Pas de réponse. Je fais l'appel, personne ne dit mot.

J'essaye de me tourner pour voir ; je suis tombé sur le commandant. Je l'appelle encore. De la paille qui vient de s'enflammer me le fait voir. Il est tout noir ! Peut-être n'est il qu'évanoui ? Je lui tire la moustache, je lui lève une paupière... Il est mort ! Une botte de longues fusées éclairantes est tombée sur nous ; l'une des fusées s'enflamme, part et vient frapper le commandant en pleine figure, il ne bouge pas ! Une deuxième et troisième... J'arrive à casser une tige de fusée et je puis ainsi empêcher que le paquet entier ne flambe. Mais tout est en feu autour de moi. Les cartouches des morts éclatent ; les flammes me lèchent la figure.

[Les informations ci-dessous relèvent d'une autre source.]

mod related;

use std::collections::{BTreeSet, HashMap, HashSet};

use log::warn;
use rusqlite::Connection;

use crate::ddl::ast::ObjectCategory;
use crate::ddl::{parse_statement, ObjectDef};
use crate::error::ReliteError;

pub use related::Relation;

/// One row of sqlite_master, parsed when possible.
#[derive(Debug, Clone)]
pub struct SchemaObject {
    pub category: ObjectCategory,
    pub name: String,
    /// sqlite_master.tbl_name: the object itself for tables and views, the
    /// subject table for indexes and triggers.
    pub tbl_name: String,
    pub sql: String,
    /// None when the statement is outside the supported DDL subset
    /// (e.g. CREATE VIRTUAL TABLE). Such entries participate in name lookups
    /// but cannot be rewritten.
    pub def: Option<ObjectDef>,
    /// Lowercased names of relations this object references.
    pub tables: BTreeSet<String>,
}

impl SchemaObject {
    pub fn table_def(&self) -> Option<&crate::ddl::ast::TableDef> {
        match &self.def {
            Some(ObjectDef::Table(t)) => Some(t),
            _ => None,
        }
    }

    pub fn references(&self, name: &str) -> bool {
        self.tables.contains(&name.to_ascii_lowercase())
    }
}

/// In-memory snapshot of the database schema, keyed case-insensitively.
#[derive(Debug, Default)]
pub struct Catalog {
    objects: Vec<SchemaObject>,
    by_name: HashMap<(ObjectCategory, String), usize>,
}

impl Catalog {
    pub fn load(conn: &Connection) -> Result<Catalog, ReliteError> {
        let mut catalog = Catalog::default();

        let mut stmt = conn.prepare(
            "SELECT type, name, tbl_name, sql FROM sqlite_master
             WHERE sql IS NOT NULL AND name NOT LIKE 'sqlite_%'",
        )?;
        let rows = stmt.query_map([], |row| {
            Ok((
                row.get::<_, String>(0)?,
                row.get::<_, String>(1)?,
                row.get::<_, String>(2)?,
                row.get::<_, String>(3)?,
            ))
        })?;

        for row in rows {
            let (category, name, tbl_name, sql) = row?;
            let Ok(category) = category.parse::<ObjectCategory>() else {
                continue;
            };
            let def = match parse_statement(&sql) {
                Ok(def) => Some(def),
                Err(err) => {
                    warn!("Schema object '{}' kept unparsed: {}", name, err);
                    None
                }
            };
            catalog.insert(SchemaObject {
                category,
                name,
                tbl_name,
                sql,
                def,
                tables: BTreeSet::new(),
            });
        }

        catalog.resolve_references();
        Ok(catalog)
    }

    fn insert(&mut self, object: SchemaObject) {
        let key = (object.category, object.name.to_ascii_lowercase());
        self.by_name.insert(key, self.objects.len());
        self.objects.push(object);
    }

    /// Fills each object's referenced-relation set: direct references (FK
    /// targets, subject tables) plus token-stream identifiers that name an
    /// existing table or view.
    fn resolve_references(&mut self) {
        let relations: HashSet<String> = self
            .objects
            .iter()
            .filter(|o| {
                matches!(o.category, ObjectCategory::Table | ObjectCategory::View)
            })
            .map(|o| o.name.to_ascii_lowercase())
            .collect();

        for object in &mut self.objects {
            let Some(def) = &object.def else {
                // Fall back to the subject table sqlite_master records.
                if object.category == ObjectCategory::Index
                    || object.category == ObjectCategory::Trigger
                {
                    object.tables.insert(object.tbl_name.to_ascii_lowercase());
                }
                continue;
            };
            let mut tables = def.direct_table_refs();
            for candidate in def.ident_candidates() {
                if relations.contains(&candidate) {
                    tables.insert(candidate);
                }
            }
            tables.remove(&object.name.to_ascii_lowercase());
            object.tables = tables;
        }
    }

    pub fn get(&self, category: ObjectCategory, name: &str) -> Option<&SchemaObject> {
        let key = (category, name.to_ascii_lowercase());
        self.by_name.get(&key).map(|&i| &self.objects[i])
    }

    pub fn contains(&self, category: ObjectCategory, name: &str) -> bool {
        self.get(category, name).is_some()
    }

    pub fn objects(&self, category: ObjectCategory) -> impl Iterator<Item = &SchemaObject> {
        self.objects.iter().filter(move |o| o.category == category)
    }

    pub fn count(&self, category: ObjectCategory) -> usize {
        self.objects(category).count()
    }

    /// Every object name, lowercased, for collision-free temp names.
    pub fn all_names(&self) -> HashSet<String> {
        self.objects
            .iter()
            .map(|o| o.name.to_ascii_lowercase())
            .collect()
    }
}

#[cfg(test)]
pub(crate) fn test_catalog(schema_sql: &str) -> Catalog {
    let conn = Connection::open_in_memory().unwrap();
    conn.execute_batch(schema_sql).unwrap();
    Catalog::load(&conn).unwrap()
}

#[cfg(test)]
mod tests {
    use super::*;
    use pretty_assertions::assert_eq;

    const SCHEMA: &str = "
        CREATE TABLE customers (id INTEGER PRIMARY KEY, name TEXT);
        CREATE TABLE invoices (
            id INTEGER PRIMARY KEY,
            customer_id INTEGER REFERENCES customers(id)
        );
        CREATE INDEX idx_invoices_customer ON invoices (customer_id);
        CREATE VIEW customer_totals AS
            SELECT customers.name, count(invoices.id) AS n
            FROM customers JOIN invoices ON invoices.customer_id = customers.id
            GROUP BY customers.id;
        CREATE TRIGGER trg_invoice_touch AFTER INSERT ON invoices
        BEGIN
            UPDATE customers SET name = name WHERE id = new.customer_id;
        END;
    ";

    #[test]
    fn test_load_counts() {
        let catalog = test_catalog(SCHEMA);
        assert_eq!(catalog.count(ObjectCategory::Table), 2);
        assert_eq!(catalog.count(ObjectCategory::Index), 1);
        assert_eq!(catalog.count(ObjectCategory::View), 1);
        assert_eq!(catalog.count(ObjectCategory::Trigger), 1);
    }

    #[test]
    fn test_lookup_is_case_insensitive() {
        let catalog = test_catalog(SCHEMA);
        assert!(catalog.get(ObjectCategory::Table, "CUSTOMERS").is_some());
        assert!(catalog.get(ObjectCategory::Table, "nothere").is_none());
    }

    #[test]
    fn test_reference_resolution() {
        let catalog = test_catalog(SCHEMA);
        let invoices = catalog.get(ObjectCategory::Table, "invoices").unwrap();
        assert!(invoices.references("customers"));

        let view = catalog.get(ObjectCategory::View, "customer_totals").unwrap();
        assert!(view.references("customers"));
        assert!(view.references("invoices"));

        let trigger = catalog
            .get(ObjectCategory::Trigger, "trg_invoice_touch")
            .unwrap();
        assert!(trigger.references("invoices"));
        assert!(trigger.references("customers"));
    }
}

Mourir ainsi, brûlé tout vif, est trop affreux... Mieux vaut en finir tout de suite. J'envisage froidement ce qu'il me reste à faire pour abréger une fin aussi tragique. Je déboucle l'étui du commandant, je sors son revolver... Ah ! non pas çà ! Et les deux petits là-bas et la maman ?... Je replace l'arme et je crie, j'appelle comme l'homme à la mer. J'entends des murmures de voix, au dehors, on entre.
- Qui appelle ?
- Moi ! et j'agite les bras.

Bouton et Thomas me dégagent et, me traînant par les bras, me placent assis contre l'angle formé par deux boyaux . A peine suis-je sorti que tout le PC est en flammes, les caisses de cartouches et de grenades explosent, il est impossible à ces deux braves de rentrer dans le poste.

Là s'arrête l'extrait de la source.